• Work to complete
Lines before the one containing "any active utterance." are excluded; print that line and every line after it through the end of the material below, exactly.

────────────────

//! Speech rendering contract.

use std::sync::Arc;
use tokio::sync::Notify;
use uuid::Uuid;

/// Unique identifier for one utterance.
pub type UtteranceId = Uuid;

/// Handle to a single utterance; cancelling it stops playback.
#[derive(Debug, Clone)]
pub struct UtteranceHandle {
    id: UtteranceId,
    cancel: Arc<Notify>,
}

impl UtteranceHandle {
    /// Create a handle for a new utterance.
    pub fn new() -> Self {
        Self {
            id: Uuid::new_v4(),
            cancel: Arc::new(Notify::new()),
        }
    }

    /// Utterance identifier.
    pub fn id(&self) -> UtteranceId {
        self.id
    }

    /// Request cancellation. A request made before the renderer waits is kept.
    pub fn cancel(&self) {
        self.cancel.notify_one();
    }

    /// Resolve once cancellation was requested.
    pub async fn cancelled(&self) {
        self.cancel.notified().await;
    }
}

impl Default for UtteranceHandle {
    fn default() -> Self {
        Self::new()
    }
}

/// Best-effort audible playback of visible reply text.
///
/// Implementations keep at most one active utterance: `speak` cancels whatever
/// is playing. Failures are swallowed; playback never surfaces an error.
pub trait SpeechRenderer: Send + Sync {
    /// Start speaking `text`, replacing any active utterance.
    fn speak(&self, text: &str) -> UtteranceHandle;
    /// Cancel the active utterance, if any.
    fn cancel_all(&self);
    /// Whether an utterance is currently playing.
    fn is_speaking(&self) -> bool;
}

#[cfg(test)]
mod tests {
    use super::UtteranceHandle;

    #[tokio::test]
    async fn cancel_before_wait_is_observed() {
        let handle = UtteranceHandle::new();
        handle.cancel();
        handle.cancelled().await;
    }
}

────────────────

• Output below
    /// Start speaking `text`, replacing any active utterance.
    fn speak(&self, text: &str) -> UtteranceHandle;
    /// Cancel the active utterance, if any.
    fn cancel_all(&self);
    /// Whether an utterance is currently playing.
    fn is_speaking(&self) -> bool;
}

#[cfg(test)]
mod tests {
    use super::UtteranceHandle;

    #[tokio::test]
    async fn cancel_before_wait_is_observed() {
        let handle = UtteranceHandle::new();
        handle.cancel();
        handle.cancelled().await;
    }
}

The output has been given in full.